Lifestyle programming, however, should not be the governing legal standard for assessing association costs.
Mandatory Entertainment Becomes Private Taxation
The operative test for imposing assessments is not whether an expense is necessary to protect shared property interests — but merely whether the board declares it a “general benefit” to owners. That framing creates three fundamental policy problems.
First, it leaves no principled boundary.
If some owners benefit from a movie night, more may benefit from a parade; if a parade is justified, why not a festival? And if a festival — why not a circus? Without limits, discretionary enjoyment becomes a taxable mandate — enforced through lien and foreclosure, the same extreme leverage meant to protect essential infrastructure.
Second, HOAs were established as special-purpose property regimes — created to preserve and operate shared real-estate interests.
They are not entertainment authorities. A preference enjoyed by some owners, even if available to all, should not be converted into a compulsory property-secured debt simply because a board declares it so.

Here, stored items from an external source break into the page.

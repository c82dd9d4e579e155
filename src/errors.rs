// Client errors
//
// `ApiError` is what every request returns on failure. The variants fall into
// two kinds: transport (nothing usable came back) and HTTP status (a response
// arrived but outside the 2xx range). The remaining helpers format
// configuration problems into actionable messages for the CLI.

use serde_json::Value;
use std::fmt;
use thiserror::Error;

/// Coarse classification of an [`ApiError`]
#[derive(Debug, Clone, Copy, PartialEq, Eq)]
pub enum ErrorKind {
    /// Network failure, unreadable body, or body that is not JSON
    Transport,
    /// Response received with a non-success status code
    HttpStatus,
}

#[derive(Debug, Error)]
pub enum ApiError {
    #[error("failed to build HTTP client: {0}")]
    Client(#[source] reqwest::Error),

    #[error("failed to encode request body: {0}")]
    Encode(#[source] serde_json::Error),

    #[error("request to {url} failed: {source}")]
    Transport {
        url: String,
        #[source]
        source: reqwest::Error,
    },

    #[error("response from {url} (status {status}) is not valid JSON: {source}")]
    Decode {
        url: String,
        status: u16,
        #[source]
        source: serde_json::Error,
    },

    #[error("HTTP error! status: {status}")]
    HttpStatus {
        url: String,
        status: u16,
        /// Parsed response body, when it was valid JSON
        body: Option<Value>,
    },
}

impl ApiError {
    pub fn kind(&self) -> ErrorKind {
        match self {
            ApiError::HttpStatus { .. } => ErrorKind::HttpStatus,
            ApiError::Client(_)
            | ApiError::Encode(_)
            | ApiError::Transport { .. }
            | ApiError::Decode { .. } => ErrorKind::Transport,
        }
    }

    /// Status code of the response, if one was received
    pub fn status(&self) -> Option<u16> {
        match self {
            ApiError::HttpStatus { status, .. } | ApiError::Decode { status, .. } => Some(*status),
            ApiError::Transport { source, .. } => source.status().map(|s| s.as_u16()),
            _ => None,
        }
    }

    /// URL the failing request was sent to
    pub fn url(&self) -> Option<&str> {
        match self {
            ApiError::Transport { url, .. }
            | ApiError::Decode { url, .. }
            | ApiError::HttpStatus { url, .. } => Some(url),
            _ => None,
        }
    }

    /// Messages of this error and every error in its source chain, outermost first
    pub fn chain(&self) -> Vec<String> {
        let mut messages = vec![self.to_string()];
        let mut source = std::error::Error::source(self);
        while let Some(err) = source {
            messages.push(err.to_string());
            source = err.source();
        }
        messages
    }
}

/// Format a missing-configuration error with setup instructions
pub fn config_missing_error(config_path: impl fmt::Display, env_var: &str) -> String {
    format!(
        "No API base URL configured\n\n\
        \x1b[1;32mTry:\x1b[0m\n\
        1. Create a config file at {}:\n\
           \x1b[36mapi_base_url = \"http://localhost:8080\"\x1b[0m\n\n\
        2. Or set the environment variable (it wins over the file):\n\
           \x1b[36mexport {}=\"http://localhost:8080\"\x1b[0m\n\n\
        3. Or pass it on the command line:\n\
           \x1b[36mdhclient --base-url http://localhost:8080 tasks\x1b[0m",
        config_path, env_var
    )
}

/// Format a config parse error with helpful suggestions
pub fn config_parse_error(config_path: impl fmt::Display, error: &str) -> String {
    format!(
        "Failed to parse config file {}\n\n\
        \x1b[1;33mError:\x1b[0m {}\n\n\
        \x1b[1;32mTry:\x1b[0m\n\
        1. Check the file only contains TOML key/value pairs:\n\
           \x1b[36mapi_base_url = \"http://localhost:8080\"\x1b[0m\n\
           \x1b[36muser_id = \"user_001\"\x1b[0m\n\n\
        2. Common mistakes:\n\
           • Missing quotes around strings\n\
           • Misspelled key names",
        config_path, error
    )
}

Even majority approval should not transform discretionary spending into a legitimate lien-enforceable obligation.
Third, when homeowners buy into communities with amenities, they often are not informed of the actual long-term costs of sustaining them.

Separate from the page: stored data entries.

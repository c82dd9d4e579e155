// Configuration module
// Public interface for configuration loading

mod loader;
mod settings;

pub use loader::{config_path, load_config, load_config_from_path, API_BASE_URL_ENV, USER_ID_ENV};
pub use settings::ClientConfig;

Deferred maintenance and expanding service expectations convert lifestyle features into long-term liabilities.
The Line Is Clear
Foreclosure enforcement power is the dividing line between the voluntary culture of a club and the compulsory private taxation of a CIC. That power must be tied to a legitimate property purpose.

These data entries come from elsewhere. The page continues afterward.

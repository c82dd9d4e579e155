// Digital-human API actions
//
// Each action sends a fixed payload to one backend endpoint through
// ApiClient and returns the parsed JSON unchanged. All of them POST except
// the token lookup, which is the backend's only GET route.

mod digital_human;
mod drive;
mod envelope;
mod stream;
mod types;

pub use digital_human::DigitalHumanApi;
pub use drive::DriveApi;
pub use envelope::{ApiEnvelope, StreamTask};
pub use stream::StreamApi;
pub use types::{CreateStreamTaskData, CreateStreamTaskRequest, DigitalHumanInfo, OutputMode, TokenData};

use serde_json::{json, Value};

// Endpoint paths, relative to {base}/api
pub const GET_DIGITAL_HUMAN_INFO: &str = "GetDigitalHumanInfo";
pub const ZEGO_TOKEN: &str = "ZegoToken";
pub const QUERY_STREAM_TASKS: &str = "QueryDigitalHumanStreamTasks";
pub const CREATE_STREAM_TASK: &str = "CreateDigitalHumanStreamTask";
pub const STOP_STREAM_TASK: &str = "StopDigitalHumanStreamTask";
pub const GET_STREAM_TASK_STATUS: &str = "GetDigitalHumanStreamTaskStatus";
pub const DRIVE_BY_TEXT: &str = "DriveByText";
pub const DRIVE_BY_AUDIO: &str = "DriveByAudio";
pub const DRIVE_BY_WS_STREAM_WITH_TTS: &str = "DriveByWsStreamWithTTS";
pub const INTERRUPT_DRIVE_TASK: &str = "InterruptDriveTask";

fn task_payload(task_id: &str) -> Value {
    json!({ "TaskId": task_id })
}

Yet today, Nevada HOAs spend on discretionary enjoyment.
Mandatory assessments should protect homes — not subsidize entertainment preferences.
How Nevada Got Here — Flexibility Without Guardrails
When Nevada adopted UCIOA in 1991, lawmakers granted associations broad latitude over spending.
“NRS 116.019” defines “common expenses” as:
“expenditures made by, or financial liabilities of, the association, together with any allocations to reserves.”
Practical effect: if the association spends the money, it becomes a common expense owed by the owners, unless expressly excluded by statute.
This design left the real guardrails to developer-drafted CC&Rs. As a matter of commercial convenience, developers insert open-ended authority to spend association funds — authority they control during declarant governance. The familiar phrase found across Nevada is:
common expenses are those incurred “for the general benefit of the Owners.”
The problem is not what it says — but what it does not say.
There are no statutory criteria separating shared-property obligations from discretionary lifestyle programming. Thus, the extraordinary enforcement power of foreclosure can be applied to almost anything a board chooses to label a “benefit.”
Nevada did not intend this outcome. It simply failed to build the guardrails that would prevent it.
CC&Rs Are Not Unlimited Spending Licenses

HOAs enforce assessments by lien and foreclosure — the most severe tools in civil law. Servitudes that burden property must therefore be strictly construed, and any ambiguity resolved in favor of the owner.
But Nevada’s broad definition of assessable expenses neutralizes strict-construction safeguards. Courts defer to boards — allowing the scope of foreclosure-backed obligations to expand with board preference, not property necessity.
Where compulsion exists, clarity must exist.
Four Categories of CIC Expenses
Homeowners’ associations were created to manage shared property — not to manage shared interests. Yet over time, the scope of “common expense” in Nevada has expanded well beyond what the law clearly defines. To re-establish predictable limits, it helps to distinguish four categories of association spending.
This framework is not final — it invites further stakeholder review — but it provides a much-needed starting point for clarifying what should and should not be funded through mandatory assessments.
#1- Property-Based Infrastructure
Obligations inseparable from the land and central to the association’s core purpose.
Examples:
Roads, drainage, perimeter walls
Structural systems in shared buildings
Private sewer or water systems
Common area maintenance and reserves
These costs preserve property values and are properly mandatory.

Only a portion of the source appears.